The same, in Scikit-Learn pipeline form:

```
from sklearn.pipeline import Pipeline
from sklearn2pmml.statsmodels import StatsModelsRegressor
from sklego.preprocessing import PatsyTransformer
from statsmodels.api import OLS
import pandas
df = pandas.read_csv(...)
rhs = ...
pipeline = Pipeline([
("patsy_transformer", PatsyTransformer(rhs, return_type = "dataframe")),
("regressor", StatsModelsRegressor(OLS, fit_intercept = False))
])
pipeline.fit(df, df[...])
regressor = pipeline._final_estimator
print(regressor.results_.summary())
```

The `sklego`

package provides the `sklego.preprocessing.PatsyTransformer`

transformer, which learns the model design matrix configuration (`patsy.DesignInfo`

class) during fitting, and then applies it during subsequent transforms.
The transformation behaviour is perfectly repeatable across time and space, including in situations where the testing dataset is a subset of the training dataset (eg. a single data sample).

The `PatsyTransformer`

transformer only deals with the right-hand side of the formula.
Its output is explicitly converted from `patsy.DesignMatrix`

to `pandas.DataFrame`

in order to ensure smooth passage between Patsy and Scikit-Learn realms.

The first column of the pre-processed dataset is labelled “Intercept” and is filled with constant `1.0`

values.
The `StatsModelsRegressor`

model is expressly prohibited from introducing an extra constant column by settings its `fit_intercept`

attribute to `False`

.

### Data matrix interface

The data matrix interface is about retrofitting existing Scikit-Learn pipelines.

Model substitution is straightforward.

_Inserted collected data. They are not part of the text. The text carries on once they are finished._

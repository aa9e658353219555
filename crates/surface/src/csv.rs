//! Loading multi-surfaces from plain comma-separated section files.
//!
//! Each non-blank row holds one planar section as twelve numbers: longitude,
//! latitude and depth of the top-left, top-right, bottom-right and
//! bottom-left corners. There is no header; lines starting with `#` are
//! comments.

use std::path::Path;
use std::sync::Arc;

use tracing::{info, instrument};

use crate::error::SurfaceError;
use crate::multi::MultiSurface;
use crate::planar::PlanarSurface;
use crate::surface::FaultSurface;

const FIELDS: usize = 12;

/// Parse every section row of `text`.
pub fn parse_planes(text: &str) -> Result<Vec<PlanarSurface>, SurfaceError> {
    let mut planes = Vec::new();
    for (index, raw) in text.lines().enumerate() {
        let line = index + 1;
        let row = raw.trim();
        if row.is_empty() || row.starts_with('#') {
            continue;
        }
        let fields: Vec<&str> = row.split(',').map(str::trim).collect();
        if fields.len() != FIELDS {
            return Err(SurfaceError::CsvFieldCount {
                line,
                found: fields.len(),
            });
        }
        let mut values = [0.0; FIELDS];
        for (field, (slot, text)) in values.iter_mut().zip(&fields).enumerate() {
            *slot = text
                .parse::<f64>()
                .ok()
                .filter(|v| v.is_finite())
                .ok_or_else(|| SurfaceError::CsvValue {
                    line,
                    field: field + 1,
                    value: (*text).to_string(),
                })?;
        }
        planes.push(PlanarSurface::from_array(&values)?);
    }
    Ok(planes)
}

impl MultiSurface {
    /// One planar section per row of the file at `path`.
    #[instrument(skip_all, fields(path = %path.as_ref().display()))]
    pub fn from_csv(path: impl AsRef<Path>) -> Result<Self, SurfaceError> {
        let path = path.as_ref();
        let text = std::fs::read_to_string(path).map_err(|source| SurfaceError::Io {
            path: path.to_path_buf(),
            source,
        })?;
        Self::from_csv_str(&text)
    }

    pub fn from_csv_str(text: &str) -> Result<Self, SurfaceError> {
        let planes = parse_planes(text)?;
        info!(sections = planes.len(), "parsed planar sections");
        Self::new(
            planes
                .into_iter()
                .map(|p| Arc::new(p) as Arc<dyn FaultSurface>)
                .collect(),
        )
    }
}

The only pitfall relates to regularized fit methods, where StatsModels’ linear models expect direct commanding via fit params:

```
#from sklearn.linear_model import ElasticNet
from sklearn2pmml.statsmodels import StatsModelsRegressor
from statsmodels.api import OLS
pipeline = Pipeline([
("mapper", ...),
#("regressor", ElasticNet()),
("regressor", StatsModelsRegressor(OLS, fit_intercept = True))
])
fit_params = {
"regressor__fit_method" : "fit_regularized",
"regressor__method" : "elastic_net"
}
pipeline.fit(X, y, **fit_params)
```

StatsModels summaries are readily available.
However, the default print-out is quite meaningless, because it displays a `const`

term followed by a long list of `x1`

, `x2`

, etc. terms.

The situation can be fixed by proper feature identification.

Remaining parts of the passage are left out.